Payment to discharge the mortgage must be real. In any case, the mortgage is not discharged unless the intended means of satisfaction actually reaches the creditor and becomes and remains effective in his hands.

41 Corpus Juris, 789.

Where money is put in bank and the mortgagee notified, and he receipts for the debts and cancels, and the bank fails and the money is lost thereby, the mortgage is not discharged.

27 Cyc. 1391, citing Bax v. Hoagland, 13 Nebr. 571, 14 N.W. 514; 19 Ruling Case Law, page 455, para. 240.

As between the parties, or persons having notice a release of a trust deed in the nature of a mortgage, executed by a trustee without authority of the cestui que trust, and without having received payment of the debt secured, does not discharge the mortgage lien.

Day v. Brenton, 63 Am.
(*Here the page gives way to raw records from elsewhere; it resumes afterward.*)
//! The closed operator table.
//!
//! Every filter operator maps to one predicate-construction rule here. Value
//! shape is checked per operator; anything the rule cannot use is reported
//! back as a reason string and the caller decides (by policy) whether that
//! drops the condition or fails the request.

use serde::{Deserialize, Serialize};
use serde_json::Value;
use std::fmt;

use super::path::FieldPath;
use super::predicate::{Comparator, Comparison};

// Basic safety limits
const MAX_FIELD_VALUE_LENGTH: usize = 10_000;
const MAX_SET_SIZE: usize = 1_000;

#[derive(Debug, Clone, PartialEq, Eq, Hash, Serialize, Deserialize)]
#[serde(from = "String", into = "String")]
pub enum OperatorKind {
    Eq,
    Ne,
    Gt,
    Gte,
    Lt,
    Lte,
    Like,
    ILike,
    In,
    NotIn,
    Between,
    Null,
    NotNull,
    StartsWith,
    EndsWith,
    Contains,
    /// Anything outside the table. Kept so the condition can be dropped with
    /// a diagnostic instead of failing deserialization of the whole filter.
    Unsupported(String),
}

/// How many values an operator consumes.
#[derive(Debug, Clone, Copy, PartialEq, Eq)]
pub enum Arity {
    /// `value` is ignored
    None,
    Single,
    /// A list; a scalar is coerced to a one-element list
    Set,
    /// Exactly two bounds
    Range,
}

/// Where the wildcards go around a LIKE operand.
#[derive(Debug, Clone, Copy, PartialEq, Eq)]
pub enum LikeShape {
    Contains,
    StartsWith,
    EndsWith,
}

impl LikeShape {
    /// Build the LIKE pattern, escaping wildcards the user supplied.
    #[must_use]
    pub fn pattern(self, term: &str) -> String {
        let escaped = escape_like_wildcards(term);
        match self {
            Self::Contains => format!("%{escaped}%"),
            Self::StartsWith => format!("{escaped}%"),
            Self::EndsWith => format!("%{escaped}"),
        }
    }
}

/// Escape LIKE wildcards so user text only ever matches literally.
/// The backslash goes first so the escapes added for `%` and `_` stay intact.
#[must_use]
pub fn escape_like_wildcards(input: &str) -> String {
    input
        .replace('\\', "\\\\")
        .replace('%', "\\%")
        .replace('_', "\\_")
}

impl OperatorKind {
    /// Wire name, as accepted in filter JSON
    #[must_use]
    pub fn as_str(&self) -> &str {
        match self {
            Self::Eq => "eq",
            Self::Ne => "ne",
            Self::Gt => "gt",
            Self::Gte => "gte",
            Self::Lt => "lt",
            Self::Lte => "lte",
            Self::Like => "like",
            Self::ILike => "ilike",
            Self::In => "in",
            Self::NotIn => "nin",
            Self::Between => "between",
            Self::Null => "null",
            Self::NotNull => "notNull",
            Self::StartsWith => "startsWith",
            Self::EndsWith => "endsWith",
            Self::Contains => "contains",
            Self::Unsupported(name) => name,
        }
    }

    #[must_use]
    pub fn is_supported(&self) -> bool {
        !matches!(self, Self::Unsupported(_))
    }

    #[must_use]
    pub fn arity(&self) -> Arity {
        match self {
            Self::Null | Self::NotNull | Self::Unsupported(_) => Arity::None,
            Self::In | Self::NotIn => Arity::Set,
            Self::Between => Arity::Range,
            _ => Arity::Single,
        }
    }

    /// `eq`/`ne` with a JSON `null` become `IS NULL`/`IS NOT NULL`, and the
    /// two null operators never look at the value at all.
    #[must_use]
    pub fn is_null_aware(&self) -> bool {
        matches!(self, Self::Eq | Self::Ne | Self::Null | Self::NotNull)
    }

    /// Pattern placement and case sensitivity for the LIKE family.
    #[must_use]
    pub fn like_shape(&self) -> Option<(LikeShape, bool)> {
        match self {
            Self::Like => Some((LikeShape::Contains, false)),
            Self::ILike | Self::Contains => Some((LikeShape::Contains, true)),
            Self::StartsWith => Some((LikeShape::StartsWith, false)),
            Self::EndsWith => Some((LikeShape::EndsWith, false)),
            _ => None,
        }
    }

    /// Apply this operator to `field` and `value`.
    ///
    /// # Errors
    ///
    /// Returns the reason the condition cannot be compiled: an unsupported
    /// operator, or a value whose shape does not fit the operator's arity.
    pub fn build(&self, field: FieldPath, value: &Value) -> Result<Comparison, String> {
        let comparator = match self {
            Self::Unsupported(name) => return Err(format!("unsupported operator '{name}'")),
            Self::Null => Comparator::IsNull,
            Self::NotNull => Comparator::IsNotNull,
            Self::Eq if value.is_null() => Comparator::IsNull,
            Self::Ne if value.is_null() => Comparator::IsNotNull,
            Self::Eq => Comparator::Eq(scalar(self, value)?),
            Self::Ne => Comparator::Ne(scalar(self, value)?),
            Self::Gt => Comparator::Gt(scalar(self, value)?),
            Self::Gte => Comparator::Gte(scalar(self, value)?),
            Self::Lt => Comparator::Lt(scalar(self, value)?),
            Self::Lte => Comparator::Lte(scalar(self, value)?),
            Self::In => Comparator::In(set(self, value)?),
            Self::NotIn => Comparator::NotIn(set(self, value)?),
            Self::Between => {
                let (low, high) = range(value)?;
                Comparator::Between(low, high)
            }
            Self::Like | Self::ILike | Self::StartsWith | Self::EndsWith | Self::Contains => {
                let (shape, case_insensitive) = self
                    .like_shape()
                    .ok_or_else(|| format!("'{self}' is not a pattern operator"))?;
                let term = like_operand(self, value)?;
                Comparator::Like {
                    pattern: shape.pattern(&term),
                    case_insensitive,
                }
            }
        };
        Ok(Comparison::new(field, comparator))
    }
}

fn scalar(op: &OperatorKind, value: &Value) -> Result<Value, String> {
    match value {
        Value::Null => Err(format!("'{op}' needs a value")),
        Value::Array(_) | Value::Object(_) => Err(format!("'{op}' needs a single value")),
        Value::String(s) if s.len() > MAX_FIELD_VALUE_LENGTH => {
            Err(format!("value for '{op}' is too long"))
        }
        other => Ok(other.clone()),
    }
}

fn set(op: &OperatorKind, value: &Value) -> Result<Vec<Value>, String> {
    let items = match value {
        Value::Array(items) => items.clone(),
        scalar_value => vec![scalar_value.clone()],
    };
    if items.len() > MAX_SET_SIZE {
        return Err(format!("'{op}' accepts at most {MAX_SET_SIZE} values"));
    }
    items.iter().map(|item| scalar(op, item)).collect()
}

fn range(value: &Value) -> Result<(Value, Value), String> {
    match value.as_array().map(Vec::as_slice) {
        Some([low, high]) => Ok((
            scalar(&OperatorKind::Between, low)?,
            scalar(&OperatorKind::Between, high)?,
        )),
        _ => Err("'between' needs exactly two bounds".to_string()),
    }
}

fn like_operand(op: &OperatorKind, value: &Value) -> Result<String, String> {
    match scalar(op, value)? {
        Value::String(s) => Ok(s),
        other => Ok(other.to_string()),
    }
}

impl From<String> for OperatorKind {
    fn from(name: String) -> Self {
        match name.as_str() {
            "eq" => Self::Eq,
            "ne" => Self::Ne,
            "gt" => Self::Gt,
            "gte" => Self::Gte,
            "lt" => Self::Lt,
            "lte" => Self::Lte,
            "like" => Self::Like,
            "ilike" => Self::ILike,
            "in" => Self::In,
            "nin" => Self::NotIn,
            "between" => Self::Between,
            "null" => Self::Null,
            "notNull" => Self::NotNull,
            "startsWith" => Self::StartsWith,
            "endsWith" => Self::EndsWith,
            "contains" => Self::Contains,
            _ => Self::Unsupported(name),
        }
    }
}

impl From<OperatorKind> for String {
    fn from(op: OperatorKind) -> Self {
        match op {
            OperatorKind::Unsupported(name) => name,
            known => known.as_str().to_string(),
        }
    }
}

impl fmt::Display for OperatorKind {
    fn fmt(&self, f: &mut fmt::Formatter<'_>) -> fmt::Result {
        f.write_str(self.as_str())
    }
}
St. Rep. 460; Swift v. Smith, 26 L.Ed. 193; McPherson v. Rollings, 1 Am. St. Rep. 826; Demuth v. Old Town Bank, 60 Am. St. Rep. 322; Borgess Investment Co. v. Vette, 64 Am. St. Rep. 567.
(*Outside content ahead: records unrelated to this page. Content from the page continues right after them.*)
//! Receiver configuration.
//!
//! Configuration is validated at load time, with defaults that match the
//! well-known `DBWIN_*` protocol.

use std::path::Path;
use std::time::Duration;

use serde::{Deserialize, Serialize};

use crate::error::{ReceiverError, Result};

/// Largest wait the OS accepts before the value turns into "wait forever".
const MAX_WAIT_MS: u128 = (u32::MAX - 1) as u128;

/// Shortest wait the OS can express; anything below turns into a poll.
const MIN_WAIT: Duration = Duration::from_millis(1);

/// Converts a wait to the whole milliseconds the OS wait call takes,
/// never zero and never "wait forever".
pub(crate) fn wait_millis(timeout: Duration) -> u32 {
    let millis = timeout.as_millis().clamp(1, MAX_WAIT_MS);
    u32::try_from(millis).unwrap_or(u32::MAX - 1)
}

/// Receiver configuration.
///
/// ```rust
/// use std::time::Duration;
/// use debugtap_receiver::{ReceiverConfig, Scope};
///
/// let config = ReceiverConfig::builder()
///     .wait_timeout(Duration::from_millis(250))
///     .scope(Scope::Global)
///     .build();
/// assert!(config.validate().is_ok());
/// ```
#[derive(Debug, Clone, PartialEq, Eq, Serialize, Deserialize)]
pub struct ReceiverConfig {
    /// Bounded wait on the data-ready signal; also the shutdown latency.
    #[serde(default = "default_wait_timeout")]
    #[serde(with = "humantime_serde")]
    pub wait_timeout: Duration,

    /// Session scope of the shared objects.
    #[serde(default)]
    pub scope: Scope,

    /// Refuse to attach when another monitor already owns the segment.
    #[serde(default = "default_exclusive")]
    pub exclusive: bool,

    /// Object names. The defaults are the wire protocol.
    #[serde(default)]
    pub names: ChannelNames,
}

fn default_wait_timeout() -> Duration {
    Duration::from_millis(500)
}

const fn default_exclusive() -> bool {
    true
}

impl Default for ReceiverConfig {
    fn default() -> Self {
        Self {
            wait_timeout: default_wait_timeout(),
            scope: Scope::default(),
            exclusive: default_exclusive(),
            names: ChannelNames::default(),
        }
    }
}

impl ReceiverConfig {
    /// Creates a new configuration builder.
    #[must_use]
    pub fn builder() -> ReceiverConfigBuilder {
        ReceiverConfigBuilder::new()
    }

    /// Validates the configuration.
    ///
    /// # Errors
    /// Returns an error if the configuration is invalid.
    pub fn validate(&self) -> Result<()> {
        if self.wait_timeout < MIN_WAIT {
            return Err(ReceiverError::config("wait_timeout must be at least 1ms"));
        }
        if self.wait_timeout.as_millis() > MAX_WAIT_MS {
            return Err(ReceiverError::config(format!(
                "wait_timeout must be below {MAX_WAIT_MS}ms"
            )));
        }
        self.names.validate()
    }

    /// Loads configuration from a TOML file.
    ///
    /// # Errors
    /// Returns an error if the file cannot be read, parsed or validated.
    pub fn load(path: impl AsRef<Path>) -> Result<Self> {
        let content = std::fs::read_to_string(path.as_ref())
            .map_err(|e| ReceiverError::config(format!("failed to read config: {e}")))?;
        Self::from_toml(&content)
    }

    /// Parses configuration from a TOML string.
    ///
    /// # Errors
    /// Returns an error if the string cannot be parsed or validated.
    pub fn from_toml(content: &str) -> Result<Self> {
        let config: Self = toml::from_str(content)
            .map_err(|e| ReceiverError::config(format!("failed to parse config: {e}")))?;
        config.validate()?;
        Ok(config)
    }

    /// Wait timeout in whole milliseconds, as the OS wait call expects.
    #[must_use]
    pub fn wait_timeout_ms(&self) -> u32 {
        wait_millis(self.wait_timeout)
    }

    /// Fully qualified object names for the configured scope.
    #[must_use]
    pub fn resolved_names(&self) -> ChannelNames {
        self.names.scoped(self.scope)
    }
}

/// Session scope of the shared objects.
#[derive(Debug, Clone, Copy, Default, PartialEq, Eq, Hash, Serialize, Deserialize)]
#[serde(rename_all = "lowercase")]
pub enum Scope {
    /// Current session only.
    #[default]
    Local,
    /// All sessions (`Global\` prefix). Needs `SeCreateGlobalPrivilege`.
    Global,
}

impl Scope {
    /// Returns the kernel namespace prefix.
    #[must_use]
    pub const fn prefix(&self) -> &'static str {
        match self {
            Self::Local => "",
            Self::Global => "Global\\",
        }
    }
}

/// Names of the segment and the two signals.
#[derive(Debug, Clone, PartialEq, Eq, Serialize, Deserialize)]
pub struct ChannelNames {
    /// Shared memory segment.
    #[serde(default = "default_buffer")]
    pub buffer: String,
    /// Signal set by the receiver when the slot may be written.
    #[serde(default = "default_buffer_ready")]
    pub buffer_ready: String,
    /// Signal set by a producer after it filled the slot.
    #[serde(default = "default_data_ready")]
    pub data_ready: String,
}

fn default_buffer() -> String {
    "DBWIN_BUFFER".to_string()
}

fn default_buffer_ready() -> String {
    "DBWIN_BUFFER_READY".to_string()
}

fn default_data_ready() -> String {
    "DBWIN_DATA_READY".to_string()
}

impl Default for ChannelNames {
    fn default() -> Self {
        Self {
            buffer: default_buffer(),
            buffer_ready: default_buffer_ready(),
            data_ready: default_data_ready(),
        }
    }
}

impl ChannelNames {
    fn validate(&self) -> Result<()> {
        for (field, value) in [
            ("buffer", &self.buffer),
            ("buffer_ready", &self.buffer_ready),
            ("data_ready", &self.data_ready),
        ] {
            if value.is_empty() {
                return Err(ReceiverError::config(format!("names.{field} cannot be empty")));
            }
            if value.contains('\0') {
                return Err(ReceiverError::config(format!(
                    "names.{field} cannot contain NUL"
                )));
            }
        }
        if self.buffer_ready == self.data_ready {
            return Err(ReceiverError::config(
                "names.buffer_ready and names.data_ready must differ",
            ));
        }
        Ok(())
    }

    fn scoped(&self, scope: Scope) -> Self {
        let prefix = scope.prefix();
        Self {
            buffer: format!("{prefix}{}", self.buffer),
            buffer_ready: format!("{prefix}{}", self.buffer_ready),
            data_ready: format!("{prefix}{}", self.data_ready),
        }
    }
}

/// Builder for [`ReceiverConfig`].
#[derive(Debug, Clone, Default)]
pub struct ReceiverConfigBuilder {
    config: ReceiverConfig,
}

impl ReceiverConfigBuilder {
    /// Creates a builder with default values.
    #[must_use]
    pub fn new() -> Self {
        Self::default()
    }

    /// Sets the bounded wait on the data-ready signal.
    #[must_use]
    pub fn wait_timeout(mut self, timeout: Duration) -> Self {
        self.config.wait_timeout = timeout;
        self
    }

    /// Sets the session scope.
    #[must_use]
    pub fn scope(mut self, scope: Scope) -> Self {
        self.config.scope = scope;
        self
    }

    /// Sets whether an already-owned segment is rejected.
    #[must_use]
    pub fn exclusive(mut self, exclusive: bool) -> Self {
        self.config.exclusive = exclusive;
        self
    }

    /// Overrides the object names.
    #[must_use]
    pub fn names(mut self, names: ChannelNames) -> Self {
        self.config.names = names;
        self
    }

    /// Builds the configuration.
    #[must_use]
    pub fn build(self) -> ReceiverConfig {
        self.config
    }
}

/// Serde helper for humantime durations.
mod humantime_serde {
    use serde::{Deserialize, Deserializer, Serializer};
    use std::time::Duration;

    pub fn serialize<S>(duration: &Duration, serializer: S) -> Result<S::Ok, S::Error>
    where
        S: Serializer,
    {
        serializer.serialize_str(&humantime::format_duration(*duration).to_string())
    }

    pub fn deserialize<'de, D>(deserializer: D) -> Result<Duration, D::Error>
    where
        D: Deserializer<'de>,
    {
        let s = String::deserialize(deserializer)?;
        humantime::parse_duration(&s).map_err(serde::de::Error::custom)
    }
}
Equity will set aside a cancellation of a mortgage or deed of trust procured by accident, fraud or mistake.

41 Corpus Juris, 822; Holmes v. Bacon, 28 Miss. 607; Eagle Lumber & Supply Company v. Deweese et al., 135 So. 490.

The instrument is in trust for the security of the indebtedness therein described, and the status of the title is governed by the provisions of our Mississippi law, and particularly section 2779, Mississippi Code 1906, brought forward as section 2128, Mississippi Code 1930.

The notes were negotiable and the very character of the Mortgage & Securities Company as a financial and investment institution and the very fact that the notes bore a guaranty form for execution by the Mortgage & Securities Company put the...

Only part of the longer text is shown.